**WHAT NEEDS TO BE DONE:** Copy out each line below in which the string "valid" appears.
· · · · · · ·
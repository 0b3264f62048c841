use log::debug;
use mv_core::Grid;

use crate::{RasterView, occupancy_grid};

/// Marks lattice vertices that lie on an occupied/empty region edge.
///
/// For an `H x W` occupancy grid the result is `(H+1) x (W+1)`. Each vertex
/// sums the up-to-four pixels touching its corner, with out-of-bounds pixels
/// counting as empty; it is set iff the sum is strictly between 0 and 4.
/// This is the full 2D convolution of the occupancy grid with a 2x2 ones
/// kernel and implicit zero padding.
pub fn boundary_grid(occ: &Grid<u8>) -> Grid<u8> {
    let (w, h) = (occ.width(), occ.height());
    let out_w = w + 1;
    let mut out = Grid::new_fill(out_w, h + 1, 0u8);

    let cells = out.data_mut();
    let mut marked = 0usize;
    for i in 0..=h {
        for j in 0..=w {
            let mut sum = 0u8;
            for pi in i.saturating_sub(1)..=i {
                if pi >= h {
                    continue;
                }
                for pj in j.saturating_sub(1)..=j {
                    if pj >= w {
                        continue;
                    }
                    if occ.data()[pi * w + pj] != 0 {
                        sum += 1;
                    }
                }
            }

            if sum > 0 && sum < 4 {
                cells[i * out_w + j] = 1;
                marked += 1;
            }
        }
    }

    debug!("boundary grid {}x{}: {marked} boundary vertices", h + 1, out_w);
    out
}

/// Classifier entry: occupancy then boundary in one call.
pub fn boundary_from_raster(raster: &RasterView<'_>) -> Grid<u8> {
    boundary_grid(&occupancy_grid(raster))
}

#[cfg(test)]
mod tests {
    use super::{boundary_from_raster, boundary_grid};
    use crate::RasterView;
    use mv_core::Grid;

    fn grid(width: usize, height: usize, cells: &[u8]) -> Grid<u8> {
        Grid::from_vec(width, height, cells.to_vec()).expect("valid grid")
    }

    #[test]
    fn uniform_grids_have_no_boundary() {
        let empty = boundary_grid(&grid(3, 3, &[0; 9]));
        assert!(empty.data().iter().all(|&c| c == 0));
        assert_eq!(empty.width(), 4);
        assert_eq!(empty.height(), 4);

        // A fully occupied grid still has boundary vertices along its rim
        // (zero padding makes the outside empty); only the interior corners
        // see all four pixels occupied.
        let full = boundary_grid(&grid(3, 3, &[1; 9]));
        for i in 0..4 {
            for j in 0..4 {
                let interior = (1..3).contains(&i) && (1..3).contains(&j);
                let expected = u8::from(!interior);
                assert_eq!(full.get(i, j), Some(&expected), "vertex ({i}, {j})");
            }
        }
    }

    #[test]
    fn center_pixel_marks_its_four_corners() {
        let occ = grid(3, 3, &[0, 0, 0, 0, 1, 0, 0, 0, 0]);
        let boundary = boundary_grid(&occ);

        assert_eq!(boundary.width(), 4);
        assert_eq!(boundary.height(), 4);
        for i in 0..4 {
            for j in 0..4 {
                let corner = (1..=2).contains(&i) && (1..=2).contains(&j);
                assert_eq!(boundary.get(i, j), Some(&u8::from(corner)), "vertex ({i}, {j})");
            }
        }
    }

    #[test]
    fn classifier_is_idempotent() {
        let data = vec![
            0, 0, 0, 0, //
            0, 5, 9, 0, //
            0, 0, 2, 0, //
            0, 0, 0, 0,
        ];
        let raster = RasterView::new(4, 4, 1, &data).expect("valid raster");
        assert_eq!(boundary_from_raster(&raster), boundary_from_raster(&raster));
    }

    #[test]
    fn occupied_pixel_in_corner_marks_origin_vertex() {
        let occ = grid(2, 2, &[1, 0, 0, 0]);
        let boundary = boundary_grid(&occ);

        assert_eq!(boundary.get(0, 0), Some(&1));
        assert_eq!(boundary.get(0, 1), Some(&1));
        assert_eq!(boundary.get(1, 0), Some(&1));
        assert_eq!(boundary.get(1, 1), Some(&1));
        assert_eq!(boundary.get(2, 2), Some(&0));
    }
}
· · · · · · ·
**EXPECTED ANSWER:**
        Grid::from_vec(width, height, cells.to_vec()).expect("valid grid")
        let raster = RasterView::new(4, 4, 1, &data).expect("valid raster");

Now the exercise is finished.